L'attività dei militanti rivoluzionari deve semplicemente facilitare questa coscienza, darle una formulazione, anticipare i passi successivi. La cultura marxista fornisce i mezzi per farlo. L'impegno da parte del proletariato, la fiducia nelle capacità e nelle possibilità dei lavoratori farà il resto. Sono le masse in movimento che possono capire le idee marxiste, il programma rivoluzionario, e farne una forza capace di scuotere il mondo.
La grande massa delle persone sfruttate non sta ancora combattendo e nemmeno contestando. Ma anche la sfida di una minoranza solleva interrogativi, permette di discutere. Queste opportunità devono essere colte. Anche se oggi rimangono limitate, possono diventare utili domani. Le lotte sociali sono solo all'inizio.
La concomitanza di decisioni, come l'abolizione dell'irrisoria imposta sul patrimonio dei ricchi e l'amputazione della pensione degli anziani, ha sollevato fin dall'inizio la questione della disuguaglianza sociale. A prima vista, sembrava ingiustamente aggravata da "l'uomo dei ricchi" che si trovava all'Eliseo. Questo è però l'inizio di un ragionamento che può essere facilmente portato avanti. Macron, che egli stesso ha affermato di volere un esercizio della presidenza "da dio Giove", è visto come un presidente tagliato fuori dal popolo e arrogante. Ma questo suscita riflessioni sulla natura del potere, indipendentemente da chi lo esercita in questa società disuguale. La decisione arbitraria di aggiungere una tassa sul gasolio, con le sue implicazioni sul potere d'acquisto, fa riflettere sull'uso delle tasse e delle imposte. E quanti gilets gialli, che non avevano mai partecipato a una manifestazione, hanno scoperto quando sono saliti a Parigi, a Tolosa o a Bordeaux, che la polizia non era solo il poliziotto municipale della loro località, un vicino o un cugino, nel momento in cui hanno scoperto, pur non essendo venuti a dimostrare per distruggere, i lacrimogeni e i cannoni ad acqua. Per molti, tutto questo è un'esperienza politica, elementare ma nuova.
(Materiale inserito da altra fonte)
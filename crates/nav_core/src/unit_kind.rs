//! Registry of unit kinds.
//!
//! Kinds are keyed by their string id and kept in a sorted map so that
//! iteration order is stable across clients. The builtin kinds reproduce
//! the original vehicle roster:
//!
//! | id       | speeds per engine level | capacity | blocked by       |
//! |----------|-------------------------|----------|------------------|
//! | `car`    | 8, 5, 0                 | 4        | Mountain, Water  |
//! | `truck`  | 6, 4, 2                 | 6        | Mountain, Water  |
//! | `uav`    | 20, 14                  | 4        | nothing          |
//! | `osprey` | 11                      | 35       | nothing          |

use std::collections::BTreeMap;

use crate::data::{ArrivalBehavior, UnitKindData};
use crate::direction::Octant;
use crate::error::{NavError, Result};
use crate::math::Fixed;

/// Terrain classes that stop ground vehicles.
pub const GROUND_BLOCKING: [&str; 2] = ["Mountain", "Water"];

/// Validated unit kinds by id.
#[derive(Debug, Clone, Default, PartialEq, Eq)]
pub struct UnitKindRegistry {
    kinds: BTreeMap<String, UnitKindData>,
}

impl UnitKindRegistry {
    /// Create an empty registry.
    #[must_use]
    pub fn new() -> Self {
        Self::default()
    }

    /// The four vehicle kinds of the original game.
    #[must_use]
    pub fn builtin() -> Self {
        let mut registry = Self::new();
        for kind in builtin_kinds() {
            registry.kinds.insert(kind.id.clone(), kind);
        }
        registry
    }

    /// Parse a RON list of `UnitKindData` and register every entry.
    ///
    /// `label` names the source in error messages (usually a file path).
    ///
    /// # Errors
    ///
    /// Returns `NavError::DataParseError` if the RON is malformed and
    /// `NavError::InvalidUnitData` for the first kind that fails validation.
    pub fn from_ron_str(label: &str, source: &str) -> Result<Self> {
        let kinds: Vec<UnitKindData> =
            ron::from_str(source).map_err(|e| NavError::DataParseError {
                path: label.to_string(),
                message: e.to_string(),
            })?;

        let mut registry = Self::new();
        for kind in kinds {
            registry.insert(kind)?;
        }
        Ok(registry)
    }

    /// Parse a single `UnitKindData` from RON without registering it.
    ///
    /// # Errors
    ///
    /// Returns `NavError::DataParseError` if the RON is malformed.
    pub fn parse_kind(label: &str, source: &str) -> Result<UnitKindData> {
        ron::from_str(source).map_err(|e| NavError::DataParseError {
            path: label.to_string(),
            message: e.to_string(),
        })
    }

    /// Validate and register a kind, replacing any kind with the same id.
    ///
    /// # Errors
    ///
    /// Returns `NavError::InvalidUnitData` listing every validation problem.
    pub fn insert(&mut self, kind: UnitKindData) -> Result<()> {
        let errors = kind.validate();
        if !errors.is_empty() {
            return Err(NavError::InvalidUnitData {
                kind: kind.id,
                errors,
            });
        }

        if self.kinds.contains_key(&kind.id) {
            tracing::warn!(kind = %kind.id, "Replacing registered unit kind");
        }
        tracing::debug!(kind = %kind.id, levels = kind.speeds.len(), "Registered unit kind");
        self.kinds.insert(kind.id.clone(), kind);
        Ok(())
    }

    /// Look up a kind.
    ///
    /// # Errors
    ///
    /// Returns `NavError::UnknownUnitKind` if `id` is not registered.
    pub fn get(&self, id: &str) -> Result<&UnitKindData> {
        self.kinds
            .get(id)
            .ok_or_else(|| NavError::UnknownUnitKind(id.to_string()))
    }

    /// Check if a kind is registered.
    #[must_use]
    pub fn contains(&self, id: &str) -> bool {
        self.kinds.contains_key(id)
    }

    /// Registered ids in sorted order.
    pub fn ids(&self) -> impl Iterator<Item = &str> {
        self.kinds.keys().map(String::as_str)
    }

    /// All registered kinds in id order.
    pub fn iter(&self) -> impl Iterator<Item = &UnitKindData> {
        self.kinds.values()
    }

    /// Number of registered kinds.
    #[must_use]
    pub fn len(&self) -> usize {
        self.kinds.len()
    }

    /// Check if the registry is empty.
    #[must_use]
    pub fn is_empty(&self) -> bool {
        self.kinds.is_empty()
    }
}

fn speeds(values: &[i32]) -> Vec<Fixed> {
    values.iter().map(|&v| Fixed::from_num(v)).collect()
}

fn builtin_kinds() -> [UnitKindData; 4] {
    let car = UnitKindData {
        name: "Car".to_string(),
        ..UnitKindData::new("car", speeds(&[8, 5, 0]), &GROUND_BLOCKING, 4)
    };

    let truck = UnitKindData {
        name: "Truck".to_string(),
        frames_per_direction: 6,
        ..UnitKindData::new("truck", speeds(&[6, 4, 2]), &GROUND_BLOCKING, 6)
    };

    let uav = UnitKindData {
        name: "UAV".to_string(),
        initial_facing: Octant::SouthWest,
        arrival: ArrivalBehavior::ReturnHome {
            facing: Octant::SouthWest,
        },
        ..UnitKindData::new("uav", speeds(&[20, 14]), &[], 4)
    };

    let osprey = UnitKindData {
        name: "Osprey".to_string(),
        frames_per_direction: 4,
        ..UnitKindData::new("osprey", speeds(&[11]), &[], 35)
    };

    [car, truck, uav, osprey]
}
La maggior parte dei partecipanti al movimento vi si è lanciata semplicemente per il diritto di vivere con dignità. Avere un lavoro per chi non ne ha, il potere d'acquisto necessario per far fronte alle spese quotidiane della famiglia, una pensione dignitosa. Rivendicazioni modeste, che la società dovrebbe essere in grado di soddisfare per ciascuno dei suoi membri. Queste domande sono ritenute tanto più legittime in quanto la stessa società permette ad una piccolissima minoranza di accumulare ricchezze incomprensibili.
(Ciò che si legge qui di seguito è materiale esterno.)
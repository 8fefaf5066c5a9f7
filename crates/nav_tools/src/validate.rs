//! Unit kind data loading and validation.

use std::path::Path;

use nav_core::data::UnitKindData;
use nav_core::error::NavError;
use nav_core::unit_kind::UnitKindRegistry;
use thiserror::Error;

/// Errors that can occur while loading unit kind data.
#[derive(Debug, Error)]
pub enum DataLoadError {
    /// Failed to read file.
    #[error("Failed to read file '{path}': {source}")]
    IoError {
        /// Path to the file.
        path: String,
        /// Underlying IO error.
        #[source]
        source: std::io::Error,
    },

    /// Failed to parse RON file.
    #[error("Failed to parse RON file '{path}': {source}")]
    ParseError {
        /// Path to the file.
        path: String,
        /// Underlying parse error.
        #[source]
        source: ron::error::SpannedError,
    },

    /// Unit kind validation failed.
    #[error("Validation failed for unit kind '{kind}' in '{path}': {errors:?}")]
    ValidationError {
        /// File the kind was read from.
        path: String,
        /// Kind that failed validation.
        kind: String,
        /// List of validation errors.
        errors: Vec<String>,
    },

    /// Two files define the same kind.
    #[error("Duplicate unit kind id: {0}")]
    DuplicateKind(String),

    /// Registry rejected the kind.
    #[error(transparent)]
    Registry(#[from] NavError),
}

/// Result type for data loading operations.
pub type DataLoadResult<T> = Result<T, DataLoadError>;

/// Load and validate a single unit kind from a RON file.
///
/// # Errors
///
/// Returns an error if the file cannot be read, parsed or fails validation.
pub fn load_kind_from_file(path: &Path) -> DataLoadResult<UnitKindData> {
    let path_str = path.display().to_string();

    let contents = std::fs::read_to_string(path).map_err(|e| DataLoadError::IoError {
        path: path_str.clone(),
        source: e,
    })?;

    let data: UnitKindData = ron::from_str(&contents).map_err(|e| DataLoadError::ParseError {
        path: path_str.clone(),
        source: e,
    })?;

    let errors = data.validate();
    if !errors.is_empty() {
        return Err(DataLoadError::ValidationError {
            path: path_str,
            kind: data.id,
            errors,
        });
    }

    tracing::debug!(
        "Loaded unit kind '{}' with {} engine levels",
        data.id,
        data.speeds.len()
    );

    Ok(data)
}

/// Load every `*.ron` unit kind in a directory into a registry.
///
/// A missing directory yields an empty registry.
///
/// # Errors
///
/// Returns an error if any file fails to load, or two files share an id.
pub fn load_kinds_from_directory(dir: &Path) -> DataLoadResult<UnitKindRegistry> {
    let mut registry = UnitKindRegistry::new();

    if !dir.exists() {
        tracing::warn!("Unit data directory does not exist: {}", dir.display());
        return Ok(registry);
    }

    let entries = std::fs::read_dir(dir).map_err(|e| DataLoadError::IoError {
        path: dir.display().to_string(),
        source: e,
    })?;

    let mut paths = Vec::new();
    for entry in entries {
        let entry = entry.map_err(|e| DataLoadError::IoError {
            path: dir.display().to_string(),
            source: e,
        })?;
        let path = entry.path();
        if path.extension().is_some_and(|ext| ext == "ron") {
            paths.push(path);
        }
    }
    // Directory order is platform dependent.
    paths.sort();

    for path in paths {
        let data = load_kind_from_file(&path)?;
        if registry.contains(&data.id) {
            return Err(DataLoadError::DuplicateKind(data.id));
        }
        registry.insert(data)?;
    }

    tracing::info!("Loaded {} unit kinds from {}", registry.len(), dir.display());
    Ok(registry)
}

/// Validate all RON unit kind files in a directory.
///
/// Returns the number of kinds found.
///
/// # Errors
///
/// Returns an error if any data file fails validation.
pub fn validate_data_directory(path: &Path) -> DataLoadResult<usize> {
    let registry = load_kinds_from_directory(path)?;
    for kind in registry.iter() {
        tracing::info!(
            "{} ({}): speeds {:?}, capacity {}, blocked by {:?}",
            kind.id,
            kind.name,
            kind.speeds.iter().map(ToString::to_string).collect::<Vec<_>>(),
            kind.capacity,
            kind.blocking_terrain
        );
    }
    Ok(registry.len())
}

#[cfg(test)]
mod tests {
    use super::*;
    use std::fs;
    use tempfile::TempDir;

    const CAR: &str = r#"UnitKindData(
        id: "car",
        name: "Car",
        speeds: [8.0, 5.0, 0.0],
        blocking_terrain: ["Mountain", "Water"],
        capacity: 4,
    )"#;

    const UAV: &str = r#"UnitKindData(
        id: "uav",
        name: "UAV",
        speeds: [20.0, 14.0],
        capacity: 4,
        initial_facing: SouthWest,
        arrival: ReturnHome(facing: SouthWest),
    )"#;

    fn write(dir: &TempDir, name: &str, contents: &str) {
        fs::write(dir.path().join(name), contents).unwrap();
    }

    #[test]
    fn test_load_directory() {
        let dir = TempDir::new().unwrap();
        write(&dir, "car.ron", CAR);
        write(&dir, "uav.ron", UAV);
        write(&dir, "notes.txt", "not a unit");

        let registry = load_kinds_from_directory(dir.path()).unwrap();
        assert_eq!(registry.len(), 2);
        assert!(registry.get("uav").unwrap().is_aerial());
        assert_eq!(validate_data_directory(dir.path()).unwrap(), 2);
    }

    #[test]
    fn test_missing_directory_is_empty() {
        let dir = TempDir::new().unwrap();
        let registry = load_kinds_from_directory(&dir.path().join("nope")).unwrap();
        assert!(registry.is_empty());
    }

    #[test]
    fn test_parse_error_names_file() {
        let dir = TempDir::new().unwrap();
        write(&dir, "broken.ron", "UnitKindData(id: ");

        let err = load_kinds_from_directory(dir.path()).unwrap_err();
        assert!(matches!(err, DataLoadError::ParseError { ref path, .. } if path.ends_with("broken.ron")));
    }

    #[test]
    fn test_validation_error() {
        let dir = TempDir::new().unwrap();
        write(
            &dir,
            "bad.ron",
            r#"UnitKindData(id: "bad", name: "Bad", speeds: [], capacity: 1)"#,
        );

        let err = load_kinds_from_directory(dir.path()).unwrap_err();
        match err {
            DataLoadError::ValidationError { kind, errors, .. } => {
                assert_eq!(kind, "bad");
                assert!(!errors.is_empty());
            }
            other => panic!("unexpected error: {other}"),
        }
    }

    #[test]
    fn test_duplicate_ids_rejected() {
        let dir = TempDir::new().unwrap();
        write(&dir, "a.ron", CAR);
        write(&dir, "b.ron", CAR);

        let err = load_kinds_from_directory(dir.path()).unwrap_err();
        assert!(matches!(err, DataLoadError::DuplicateKind(ref id) if id == "car"));
    }

    #[test]
    fn test_shipped_data_is_valid() {
        let dir = Path::new(env!("CARGO_MANIFEST_DIR")).join("data/units");
        assert_eq!(validate_data_directory(&dir).unwrap(), 4);
    }
}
Da lì deve cominciare l'agitazione dei comunisti rivoluzionari. Dimostrare che l'attuale organizzazione sociale si oppone anche a queste domande di base. Che l'enorme ricchezza della minoranza capitalistica si basa, in modo particolarmente rivoltante in un contesto di crisi economica, sull'impoverimento di coloro il cui lavoro, la cui attività produttiva hanno appunto creato la ricchezza che questa minoranza fa sua e sperpera.
Tutti dovrebbero avere un lavoro con una retribuzione dignitosa. Se non ci sono abbastanza posti di lavoro, il lavoro deve essere distribuito tra tutti. La disoccupazione è una tragedia per chi la vive, ed è un'aberrazione sociale, perché chi lavora contribuisce a creare la propria parte di ricchezza sociale. L'attività delle generazioni passate di lavoratori - soprattutto di quelli in età pensionabile - ha creato enormi forze produttive, fabbriche, banche, reti di trasporto e distribuzione. I responsabili della disoccupazione sono coloro che monopolizzano queste forze produttive, autorizzati dall'attuale sistema economico a disporne a propria discrezione, anche se a spese di migliaia di donne, uomini, di un'intera città o di un'intera regione quando un'azienda chiude o si trasferisce.
Il potere d'acquisto deve essere garantito da un'indicizzazione automatica dei salari e delle pensioni in rapporto all'aumento dei prezzi. È inaccettabile che sia in costante aumento il numero di lavoratori poveri, donne e uomini che, pur contribuendo al funzionamento della società, sono spinti verso la povertà materiale e quindi morale. Una società che tollera questa situazione è una società che si suicida.
Questi sono i primi passi essenziali per proteggere i lavoratori e i pensionati dalla decadenza. Passi che possono essere superati solo con la lotta. Questa lotta indispensabile e inevitabile non deve essere rivolta solo contro coloro che ci governano. Essa deve anche attaccare coloro che monopolizzano la ricchezza creata dall'attività collettiva. Questo è legittimo. È una cosa morale e una necessità vitale per evitare che il sistema distrugga coloro le cui attività fanno funzionare l'intera società.
Non è che autodifesa da parte delle classi lavoratrici di fronte al pericolo immediato e letale per la componente attiva della società che esse costituiscono. Ma per rimuovere definitivamente la minaccia che incombe sull'umanità, occorre strappare il potere alla grande borghesia. Bisogna espropriare la minoranza di grandi detentori capitalisti che esercitano un potere dittatoriale sull'economia portandola nel vicolo cieco delle crisi ripetute.
Ai lamenti piagnucolanti dei riformisti di ogni tipo, che propongono una "migliore condivisione della ricchezza", dobbiamo opporre l'espropriazione dei grandi capitali, delle grandi imprese e delle banche. La grande borghesia non accetta la condivisione. E il problema della società non sta nel condividere meglio la ricchezza accumulata nelle mani di una manciata di grandi capitalisti. Si tratta di porre fine ad un sistema economico che, finché dura, drena inesorabilmente verso questa manciata di capitalisti ciò che deriva dall'attività e dalla creatività della comunità umana. Questo sistema economico ingiusto e irrazionale, e lo è sempre stato, ora si trova in una situazione di evidente fallimento.
Non c'è un giusto compromesso tra la grande borghesia e il proletariato. Non esiste un'organizzazione economica intermedia tra quella della borghesia capitalistica, basata sulla proprietà privata dei mezzi di produzione, la corsa al profitto privato e alla concorrenza, e quella della classe operaia. Un'economia, quest'ultima, organizzata sotto il controllo di chi lavora, e progettata per soddisfare in via prioritaria i bisogni materiali e culturali di tutti, tenendo conto dei mezzi disponibili.
Chi vincerà, la borghesia o il proletariato? La questione sollevata dal Manifesto del Partito Comunista è l'unica decisiva per il futuro. Schierarsi dalla parte del proletariato in questa lotta, contribuendo alla sua rinnovata coscienza del proprio compito storico, rimane la guida di ogni militante, di ogni organizzazione comunista rivoluzionaria, specialmente durante le crisi sociali.